Question

In: Finance

Growth​ Company's current share price is $20.10 and it is expected to pay a $0.85 dividend...

Growth​ Company's current share price is $20.10 and it is expected to pay a $0.85 dividend per share next year. After​ that, the​ firm's dividends are expected to grow at a rate of 3.5% per year.

a. What is an estimate of Growth​ Company's cost of​ equity?

b. Growth Company also has preferred stock outstanding that pays a $2.10 per share fixed dividend. If this stock is currently priced at $28.00​, what is Growth​ Company's cost of preferred​ stock?

c. Growth Company has existing debt issued three years ago with a coupon rate of 5.9%. The firm just issued new debt at par with a coupon rate of 6.4%. What is Growth​ Company's cost of​ debt?

d. Growth Company has 4.7 million common shares outstanding and 1.3 million preferred shares​outstanding, and its equity has a total book value of $50.1 million. Its liabilities have a market value of $19.8 million.

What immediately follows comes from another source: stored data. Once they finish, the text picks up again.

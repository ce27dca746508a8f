pub mod cart;
pub mod catalog;
pub mod conversation;
pub mod purchase;
pub mod tool;
use chrono::{DateTime, Utc};
use sqlx::{sqlite::SqliteRow, Row};

use procura_core::domain::conversation::UserId;
use procura_core::domain::purchase::{
    PurchaseRequestId, PurchaseRequestSnapshot, PurchaseRequestStatus,
};

use super::catalog::parse_price;
use super::{PurchaseRequestRepository, RepositoryError};
use crate::DbPool;

pub struct SqlPurchaseRequestRepository {
    pool: DbPool,
}

impl SqlPurchaseRequestRepository {
    pub fn new(pool: DbPool) -> Self {
        Self { pool }
    }
}

#[async_trait::async_trait]
impl PurchaseRequestRepository for SqlPurchaseRequestRepository {
    async fn insert(&self, request: PurchaseRequestSnapshot) -> Result<(), RepositoryError> {
        let lines_json = serde_json::to_string(&request.lines)
            .map_err(|error| RepositoryError::Decode(error.to_string()))?;

        sqlx::query(
            "INSERT INTO purchase_request
                (id, user_id, lines_json, estimated_total, notes, status, submitted_at)
             VALUES (?, ?, ?, ?, ?, ?, ?)",
        )
        .bind(&request.id.0)
        .bind(&request.user_id.0)
        .bind(lines_json)
        .bind(request.estimated_total.to_string())
        .bind(request.notes.as_deref())
        .bind(request.status.as_str())
        .bind(request.submitted_at)
        .execute(&self.pool)
        .await?;

        Ok(())
    }

    async fn find_by_id(
        &self,
        id: &PurchaseRequestId,
    ) -> Result<Option<PurchaseRequestSnapshot>, RepositoryError> {
        let row = sqlx::query(
            "SELECT id, user_id, lines_json, estimated_total, notes, status, submitted_at
             FROM purchase_request
             WHERE id = ?",
        )
        .bind(&id.0)
        .fetch_optional(&self.pool)
        .await?;

        row.map(request_from_row).transpose()
    }

    async fn list_for_user(
        &self,
        user_id: &UserId,
        limit: u32,
    ) -> Result<Vec<PurchaseRequestSnapshot>, RepositoryError> {
        let rows = sqlx::query(
            "SELECT id, user_id, lines_json, estimated_total, notes, status, submitted_at
             FROM purchase_request
             WHERE user_id = ?
             ORDER BY submitted_at DESC
             LIMIT ?",
        )
        .bind(&user_id.0)
        .bind(i64::from(limit.max(1)))
        .fetch_all(&self.pool)
        .await?;

        rows.into_iter().map(request_from_row).collect()
    }
}

fn request_from_row(row: SqliteRow) -> Result<PurchaseRequestSnapshot, RepositoryError> {
    let lines_raw: String = row.try_get("lines_json")?;
    let lines = serde_json::from_str(&lines_raw)
        .map_err(|error| RepositoryError::Decode(error.to_string()))?;
    let total_raw: String = row.try_get("estimated_total")?;
    let status_raw: String = row.try_get("status")?;
    let status = PurchaseRequestStatus::parse(&status_raw).ok_or_else(|| {
        RepositoryError::Decode(format!("unknown purchase request status `{status_raw}`"))
    })?;

    Ok(PurchaseRequestSnapshot {
        id: PurchaseRequestId(row.try_get("id")?),
        user_id: UserId(row.try_get("user_id")?),
        lines,
        estimated_total: parse_price(&total_raw)?,
        notes: row.try_get("notes")?,
        status,
        submitted_at: row.try_get::<DateTime<Utc>, _>("submitted_at")?,
    })
}
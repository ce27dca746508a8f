use axum::{extract::State, http::StatusCode, routing::get, Json, Router};
use chrono::Utc;
use procura_db::DbPool;
use serde::Serialize;
use tracing::{error, info};

#[derive(Clone, Copy, Debug, PartialEq, Eq, Serialize)]
#[serde(rename_all = "lowercase")]
pub enum ProbeStatus {
    Ready,
    Degraded,
}

#[derive(Debug, Serialize)]
#[serde(rename_all = "camelCase")]
pub struct HealthResponse {
    pub status: ProbeStatus,
    pub database: ProbeStatus,
    #[serde(skip_serializing_if = "Option::is_none")]
    pub detail: Option<String>,
    pub checked_at: String,
}

#[derive(Clone)]
struct HealthState {
    db_pool: DbPool,
}

fn router(db_pool: DbPool) -> Router {
    Router::new().route("/health", get(health)).with_state(HealthState { db_pool })
}

/// Binds the health listener on its own port so liveness probes stay
/// answerable even when the API listener is saturated.
pub async fn spawn(bind_address: &str, port: u16, db_pool: DbPool) -> std::io::Result<()> {
    let address = format!("{bind_address}:{port}");
    let listener = tokio::net::TcpListener::bind(&address).await?;

    info!(
        event_name = "system.health.start",
        bind_address = %address,
        "health endpoint started"
    );

    tokio::spawn(async move {
        if let Err(error) = axum::serve(listener, router(db_pool)).await {
            error!(
                event_name = "system.health.error",
                error = %error,
                "health endpoint server terminated unexpectedly"
            );
        }
    });

    Ok(())
}

async fn health(State(state): State<HealthState>) -> (StatusCode, Json<HealthResponse>) {
    let (database, detail) = match probe_database(&state.db_pool).await {
        Ok(()) => (ProbeStatus::Ready, None),
        Err(reason) => (ProbeStatus::Degraded, Some(reason)),
    };

    let status_code = match database {
        ProbeStatus::Ready => StatusCode::OK,
        ProbeStatus::Degraded => StatusCode::SERVICE_UNAVAILABLE,
    };

    let payload = HealthResponse {
        status: database,
        database,
        detail,
        checked_at: Utc::now().to_rfc3339(),
    };

    (status_code, Json(payload))
}

async fn probe_database(pool: &DbPool) -> Result<(), String> {
    sqlx::query_scalar::<_, i64>("SELECT 1")
        .fetch_one(pool)
        .await
        .map(|_| ())
        .map_err(|error| format!("database query failed: {error}"))
}

#[cfg(test)]
mod tests {
    use axum::{extract::State, http::StatusCode, Json};
    use procura_db::connect_with_settings;

    use super::{health, HealthState, ProbeStatus};

    #[tokio::test]
    async fn reports_ready_while_the_database_answers() {
        let pool = connect_with_settings("sqlite::memory:?cache=shared", 1, 5)
            .await
            .expect("pool should connect");

        let (status, Json(payload)) = health(State(HealthState { db_pool: pool.clone() })).await;

        assert_eq!(status, StatusCode::OK);
        assert_eq!(payload.status, ProbeStatus::Ready);
        assert!(payload.detail.is_none());

        pool.close().await;
    }

    #[tokio::test]
    async fn degrades_when_the_database_is_gone() {
        let pool = connect_with_settings("sqlite::memory:?cache=shared", 1, 5)
            .await
            .expect("pool should connect");
        pool.close().await;

        let (status, Json(payload)) = health(State(HealthState { db_pool: pool })).await;

        assert_eq!(status, StatusCode::SERVICE_UNAVAILABLE);
        assert_eq!(payload.status, ProbeStatus::Degraded);
        assert_eq!(payload.database, ProbeStatus::Degraded);
        assert!(payload.detail.is_some());
    }
}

If Growth​ Company's common and preferred shares are priced as in parts ​(a​) and ​(b​), what is the market value of Growth​ Company's assets?

e. Growth Company faces a 35% tax rate. Given the information in parts ​(a​) through ​(d​), and your answers to those​ problems, what is Growth​ Company's WACC?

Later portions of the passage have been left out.